Wednesday, April 13, 2005

Tundish

In an earlier post I commented on Kafka's canny suggestion that there was a kind of pre-concordance between bureaucracy and 'human nature'. The impersonal Organisations around us are our spider's web, spun from and revealing the effective constitution of 'the human,' where individuals are the dispensable bearers of larger symbolic mandates, occupy a pre-est. structural place etc. (Although Kafka perhaps also posits an animal community to which we simultaneously are fastened.)

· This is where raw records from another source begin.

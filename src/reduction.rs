//! Per-year reductions over the annual grid.

use climdex_grid::AnnualGrid;
use climdex_threshold::{Comparison, resolve};
use tracing::debug;

use crate::config::{EmptyYearPolicy, IndexConfig};
use crate::error::ClimdexError;
use crate::result::IndexResult;

/// A reduction of one year's row to a single value.
///
/// Missing days are excluded from every reduction and never satisfy a
/// comparison.
#[derive(Debug, Clone, Copy, PartialEq)]
pub enum Reduction {
    /// Mean of the valid days.
    Mean,
    /// Maximum of the valid days.
    Max,
    /// Minimum of the valid days.
    Min,
    /// Sum of the valid days (0 for an all-missing year).
    Sum,
    /// Number of days satisfying the comparison.
    Count(Comparison, f64),
    /// Mean of the days satisfying the comparison.
    MeanWhere(Comparison, f64),
    /// Sum of the days satisfying the comparison.
    SumWhere(Comparison, f64),
}

impl Reduction {
    /// Reduces one row. Returns `None` when the reduction has no value to
    /// report (no valid day for `Mean`/`Max`/`Min`, no selected day for
    /// `MeanWhere`). `Count`, `Sum` and `SumWhere` always have a value.
    pub fn apply(&self, row: &[f64]) -> Option<f64> {
        match *self {
            Self::Mean => climdex_stats::nan_mean(row),
            Self::Max => climdex_stats::nan_max(row),
            Self::Min => climdex_stats::nan_min(row),
            Self::Sum => Some(climdex_stats::nan_sum(row)),
            Self::Count(cmp, threshold) => {
                Some(row.iter().filter(|&&v| cmp.holds(v, threshold)).count() as f64)
            }
            Self::MeanWhere(cmp, threshold) => {
                let selected: Vec<f64> = select(row, cmp, threshold).collect();
                climdex_stats::nan_mean(&selected)
            }
            Self::SumWhere(cmp, threshold) => Some(select(row, cmp, threshold).sum()),
        }
    }
}

fn select(row: &[f64], cmp: Comparison, threshold: f64) -> impl Iterator<Item = f64> + '_ {
    row.iter().copied().filter(move |&v| cmp.holds(v, threshold))
}

/// Applies `f(year, row)` to every year of `grid`, sequentially or on the
/// rayon pool depending on [`IndexConfig::parallel`].
pub(crate) fn map_years<F>(
    grid: &AnnualGrid<'_>,
    config: &IndexConfig,
    f: F,
) -> Result<Vec<f64>, ClimdexError>
where
    F: Fn(usize, &[f64]) -> Result<f64, ClimdexError> + Sync + Send,
{
    if config.parallel() {
        grid.par_try_map_years(f)
    } else {
        grid.try_map_years(f)
    }
}

/// Resolves a reduction outcome against the empty-year policy.
pub(crate) fn settle(
    index: &'static str,
    year: usize,
    value: Option<f64>,
    policy: EmptyYearPolicy,
) -> Result<f64, ClimdexError> {
    match (value, policy) {
        (Some(v), _) => Ok(v),
        (None, EmptyYearPolicy::Fail) => Err(ClimdexError::EmptyYear { index, year }),
        (None, EmptyYearPolicy::Missing) => {
            debug!(index, year, "empty year emitted as missing");
            Ok(f64::NAN)
        }
    }
}

/// Computes `reduction` for every year of `series`.
///
/// # Errors
///
/// Returns [`ClimdexError::Grid`] for a malformed series,
/// [`ClimdexError::InvalidConfig`] for an invalid configuration, and
/// [`ClimdexError::EmptyYear`] for a year with no value under
/// [`EmptyYearPolicy::Fail`].
pub fn reduce(
    index: &'static str,
    series: &[f64],
    reduction: Reduction,
    config: &IndexConfig,
) -> Result<IndexResult, ClimdexError> {
    config.validate()?;
    let grid = AnnualGrid::new(series)?;
    let policy = config.empty_years();
    let values = map_years(&grid, config, |year, row| {
        settle(index, year, reduction.apply(row), policy)
    })?;
    Ok(IndexResult::new(index, values))
}

/// Number of days per year where `value ⋄ pXX` holds, `pXX` resolved once
/// from the threshold override, the reference series, or `series` itself.
pub(crate) fn percentile_count(
    index: &'static str,
    series: &[f64],
    reference: Option<&[f64]>,
    percentile: f64,
    cmp: Comparison,
    config: &IndexConfig,
) -> Result<IndexResult, ClimdexError> {
    config.validate()?;
    let grid = AnnualGrid::new(series)?;
    let threshold = resolve(config.threshold(), reference, percentile, series)?;
    let reduction = Reduction::Count(cmp, threshold);
    let values = map_years(&grid, config, |_, row| {
        Ok(reduction.apply(row).unwrap_or(0.0))
    })?;
    Ok(IndexResult::new(index, values))
}
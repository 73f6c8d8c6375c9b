//! Threshold resolution for climate indices.
//!
//! A threshold is resolved once per index invocation along exactly one of
//! three paths, picked by [`ThresholdSource::select`]:
//!
//! ```text
//!  explicit given? ──yes──▶ Explicit(value)
//!        │no
//!  reference given? ─yes──▶ Reference { series, percentile }
//!        │no
//!        └───────────────▶ SelfDerived { percentile }   (primary series)
//! ```
//!
//! # Quick start
//!
//! ```rust
//! use climdex_threshold::{Comparison, resolve};
//!
//! let reference: Vec<f64> = (1..=100).map(f64::from).collect();
//! let p90 = resolve(None, Some(&reference[..]), 90.0, &[]).unwrap();
//! assert!((p90 - 90.1).abs() < 1e-9);
//! assert!(Comparison::Ge.holds(95.0, p90));
//! assert!(!Comparison::Ge.holds(f64::NAN, p90));
//! ```

mod comparison;
mod error;
mod source;

pub use comparison::Comparison;
pub use error::ThresholdError;
pub use source::{ThresholdSource, resolve};
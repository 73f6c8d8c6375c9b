//! Output type shared by every index.

use serde::Serialize;

/// One value per year, aligned with the rows of the input series.
///
/// A year emitted under [`EmptyYearPolicy::Missing`](crate::EmptyYearPolicy::Missing)
/// holds `NaN` (serialized as JSON `null`).
#[derive(Debug, Clone, PartialEq, Serialize)]
pub struct IndexResult {
    index: &'static str,
    values: Vec<f64>,
}

impl IndexResult {
    /// Creates a new `IndexResult`.
    pub(crate) fn new(index: &'static str, values: Vec<f64>) -> Self {
        Self { index, values }
    }

    /// Short name of the index (e.g. `"wsdi"`).
    pub fn index(&self) -> &'static str {
        self.index
    }

    /// Per-year values in chronological order.
    pub fn values(&self) -> &[f64] {
        &self.values
    }

    /// Value for year `year`.
    pub fn get(&self, year: usize) -> Option<f64> {
        self.values.get(year).copied()
    }

    /// Number of years.
    pub fn len(&self) -> usize {
        self.values.len()
    }

    /// Returns `true` if there are no years.
    pub fn is_empty(&self) -> bool {
        self.values.is_empty()
    }

    /// Consumes the result, returning the per-year values.
    pub fn into_values(self) -> Vec<f64> {
        self.values
    }
}

#[cfg(test)]
mod tests {
    use super::*;

    #[test]
    fn test_accessors() {
        let result = IndexResult::new("cdd", vec![12.0, 30.0]);
        assert_eq!(result.index(), "cdd");
        assert_eq!(result.values(), &[12.0, 30.0]);
        assert_eq!(result.get(1), Some(30.0));
        assert_eq!(result.get(2), None);
        assert_eq!(result.len(), 2);
        assert!(!result.is_empty());
        assert_eq!(result.into_values(), vec![12.0, 30.0]);
    }

    #[test]
    fn test_serialize_missing_as_null() {
        let result = IndexResult::new("txx", vec![31.5, f64::NAN]);
        let json = serde_json::to_string(&result).unwrap();
        assert_eq!(json, r#"{"index":"txx","values":[31.5,null]}"#);
    }
}
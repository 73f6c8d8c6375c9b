//! Year-major view over a daily series.

use rayon::prelude::*;
use tracing::debug;

use crate::DAYS_PER_YEAR;
use crate::error::GridError;

/// A daily series viewed as `n_years` rows of 365 days.
///
/// Row `i` is year `i` in input order; column `j` is day index `j`
/// (0 = January 1). Missing days are `NaN` and pass through untouched.
#[derive(Debug, Clone, Copy)]
pub struct AnnualGrid<'a> {
    values: &'a [f64],
    n_years: usize,
}

impl<'a> AnnualGrid<'a> {
    /// Validates `series` and builds the grid view.
    ///
    /// # Errors
    ///
    /// Returns [`GridError::Shape`] if the length is zero or not a multiple
    /// of 365 (trailing partial years are never truncated), or
    /// [`GridError::Infinite`] if any day holds `±∞`.
    pub fn new(series: &'a [f64]) -> Result<Self, GridError> {
        let len = series.len();
        if len == 0 || len % DAYS_PER_YEAR != 0 {
            return Err(GridError::Shape { len });
        }
        if let Some(index) = series.iter().position(|v| v.is_infinite()) {
            return Err(GridError::Infinite { index });
        }
        let n_years = len / DAYS_PER_YEAR;
        debug!(
            n_years,
            missing = series.iter().filter(|v| v.is_nan()).count(),
            "built annual grid"
        );
        Ok(Self { values: series, n_years })
    }

    /// Number of years (rows).
    pub fn n_years(&self) -> usize {
        self.n_years
    }

    /// The underlying flat series.
    pub fn values(&self) -> &'a [f64] {
        self.values
    }

    /// Row for year `year`, or `None` past the last year.
    pub fn year(&self, year: usize) -> Option<&'a [f64]> {
        if year >= self.n_years {
            return None;
        }
        let start = year * DAYS_PER_YEAR;
        Some(&self.values[start..start + DAYS_PER_YEAR])
    }

    /// Iterator over rows in chronological order.
    pub fn years(&self) -> impl ExactSizeIterator<Item = &'a [f64]> + use<'a> {
        self.values.chunks_exact(DAYS_PER_YEAR)
    }

    /// Applies `f(year, row)` to each row in order, stopping at the first
    /// error.
    pub fn try_map_years<T, E, F>(&self, f: F) -> Result<Vec<T>, E>
    where
        F: Fn(usize, &[f64]) -> Result<T, E>,
    {
        self.years().enumerate().map(|(i, row)| f(i, row)).collect()
    }

    /// Parallel variant of [`AnnualGrid::try_map_years`] on the rayon pool.
    ///
    /// Output order matches row order. If several years fail, which of
    /// their errors is returned is unspecified.
    pub fn par_try_map_years<T, E, F>(&self, f: F) -> Result<Vec<T>, E>
    where
        T: Send,
        E: Send,
        F: Fn(usize, &[f64]) -> Result<T, E> + Sync + Send,
    {
        self.values
            .par_chunks_exact(DAYS_PER_YEAR)
            .enumerate()
            .map(|(i, row)| f(i, row))
            .collect()
    }
}
//! Indices on daily maximum temperature.
//!
//! Every function takes the daily series starting on January 1 with no
//! leap days, a length that is a whole number of years, and returns one
//! value per year.

use climdex_threshold::Comparison;

use crate::config::IndexConfig;
use crate::error::ClimdexError;
use crate::reduction::{Reduction, percentile_count, reduce};
use crate::result::IndexResult;
use crate::spells::{duration_index, season_index};

/// Annual mean of daily maximum temperature.
#[tracing::instrument(skip_all, fields(n_days = tmax.len()))]
pub fn tx_mean(tmax: &[f64], config: &IndexConfig) -> Result<IndexResult, ClimdexError> {
    reduce("tx_mean", tmax, Reduction::Mean, config)
}

/// TXx: annual maximum of daily maximum temperature.
#[tracing::instrument(skip_all, fields(n_days = tmax.len()))]
pub fn txx(tmax: &[f64], config: &IndexConfig) -> Result<IndexResult, ClimdexError> {
    reduce("txx", tmax, Reduction::Max, config)
}

/// TXn: annual minimum of daily maximum temperature.
#[tracing::instrument(skip_all, fields(n_days = tmax.len()))]
pub fn txn(tmax: &[f64], config: &IndexConfig) -> Result<IndexResult, ClimdexError> {
    reduce("txn", tmax, Reduction::Min, config)
}

/// SU: summer days, `TX >= 25` (threshold overridable).
#[tracing::instrument(skip_all, fields(n_days = tmax.len()))]
pub fn su(tmax: &[f64], config: &IndexConfig) -> Result<IndexResult, ClimdexError> {
    let threshold = config.threshold().unwrap_or(25.0);
    reduce("su", tmax, Reduction::Count(Comparison::Ge, threshold), config)
}

/// ID: icing days, `TX <= 0` (threshold overridable).
#[tracing::instrument(skip_all, fields(n_days = tmax.len()))]
pub fn id(tmax: &[f64], config: &IndexConfig) -> Result<IndexResult, ClimdexError> {
    let threshold = config.threshold().unwrap_or(0.0);
    reduce("id", tmax, Reduction::Count(Comparison::Le, threshold), config)
}

/// GSL: growing season length, threshold 5 unless overridden.
///
/// The season starts with the first span of `num_days` days at or above
/// the threshold and ends with the first span of `num_days` days below it
/// on or after July 1 (north) or January 1 (south).
///
/// # Errors
///
/// Returns [`ClimdexError::Spell`] wrapping
/// [`SpellError::UnterminatedSeason`](climdex_spell::SpellError::UnterminatedSeason)
/// when a season starts but does not end within its year.
#[tracing::instrument(skip_all, fields(n_days = tmax.len(), hemisphere = ?config.hemisphere()))]
pub fn gsl(tmax: &[f64], config: &IndexConfig) -> Result<IndexResult, ClimdexError> {
    season_index("gsl", tmax, 5.0, config)
}

/// TX90p: days with `TX >=` the 90th percentile of `reference` (or of
/// `tmax` itself when no reference is given).
#[tracing::instrument(skip_all, fields(n_days = tmax.len()))]
pub fn tx90p(
    tmax: &[f64],
    reference: Option<&[f64]>,
    config: &IndexConfig,
) -> Result<IndexResult, ClimdexError> {
    percentile_count("tx90p", tmax, reference, 90.0, Comparison::Ge, config)
}

/// TX10p: days with `TX <=` the 10th percentile.
#[tracing::instrument(skip_all, fields(n_days = tmax.len()))]
pub fn tx10p(
    tmax: &[f64],
    reference: Option<&[f64]>,
    config: &IndexConfig,
) -> Result<IndexResult, ClimdexError> {
    percentile_count("tx10p", tmax, reference, 10.0, Comparison::Le, config)
}

/// WSDI: warm spell duration index. Days in runs of `TX >= p90` longer
/// than `spell_duration` (default 6) days.
#[tracing::instrument(skip_all, fields(n_days = tmax.len(), spell_duration = config.spell_duration()))]
pub fn wsdi(
    tmax: &[f64],
    reference: Option<&[f64]>,
    config: &IndexConfig,
) -> Result<IndexResult, ClimdexError> {
    duration_index("wsdi", tmax, reference, 90.0, Comparison::Ge, config)
}
//! # climdex-calendar
//!
//! Day-of-year arithmetic for the fixed 365-day year used by every
//! climate index in the workspace. There is no leap day: February always
//! has 28 days and day index 364 is December 31.
//!
//! ```
//! use climdex_calendar::{Doy, Hemisphere};
//!
//! let july_first = Doy::from_month_day(7, 1).unwrap();
//! assert_eq!(july_first.index(), 181);
//! assert_eq!(Hemisphere::North.season_end_search_day(), july_first);
//! ```
//!
//! | Module | Description |
//! |--------|-------------|
//! | `doy` | 0-based day-of-year newtype and month tables |
//! | `hemisphere` | Hemisphere selector for growing-season rules |
//! | `error` | Error types |

mod doy;
mod error;
mod hemisphere;

pub use doy::{DAYS_PER_YEAR, Doy};
pub use error::CalendarError;
pub use hemisphere::Hemisphere;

But does not, a reader asks, positing an 'ontological bureaucracy' lend to actual bureaucracy a 'guarantee' in human nature and so foreclose any critique of the thing itself? If, as Kafka suggests, bureaucracy makes plain and sensible the very structure of the Human then there is a sense in which it is grimly unassailable. My text indeed provokes this question.

This raises familiar problems: sifting the ontological wheat from the historical chaff, prematurely ‘ontolologising’ specific historical phenomenon, and conversely, the need to historicise what wears the presumptive look of ontological fixity. Innit.

Instead of answering this question, let me offer another example of this 'ontologisation' from a different sphere. In Portrait of the Artist there is a well known passage in which Stephen tangles with the Dean of Studies over the word 'tundish':

'The language he is speaking is his before it is mine. How different are the words home, Christ, Ale, Master, on his lips and on mine! I cannot speak or write these words without unrest of spirit. His language so familiar and so foreign, will always be for me an acquired speech. I have not made or accepted his words. My voice holds them at bay. My soul frets in the shadow of his language. '

For the colonial subject what should be most familiar, language, has been rendered foreign; the subject is fretfully 'outside' language, unable fully to inhabit it. Language is already owned by the (more powerful) Other, and despite being Stephen's mother tongue, it is not 'his own'. Stephen doesn’t quite feel himself present or reflected in the ‘I’ or ‘my’ which he utters. The pronouns are somehow outside the self, objects in the field of vision rather as opposed to the eye that sees. His linguistic 'home' is at one remove.

Now one response to this passage might be to say: the colonial condition in fact makes visible a truth about language as such. It really is the case that language is a foreign substance whose alien presence in our soul is both necessary and troubling. As a subject we do not occupy language, but squirm within it. Between the enunciating subject and the subject of enunciation there is an inevitable short circuit. Yous know the spiel. Thus, from the particular vantage point of a colonial condition, Joyce is granted privileged insight into a more universal truth, and is able to register experientially what would later be grasped conceptually: the dissolution of the Imaginary unity of word and being.

Perhaps. But this knowledge of language’s treacherous Otherness does not just reveal a Truth which it then leaves untouched. The relations to language, the possibilities of ‘expression,’ or experience itself, are themselves transformed by this ‘discovery’. As language 'enters into its concept' the concept too is enlarged and altered.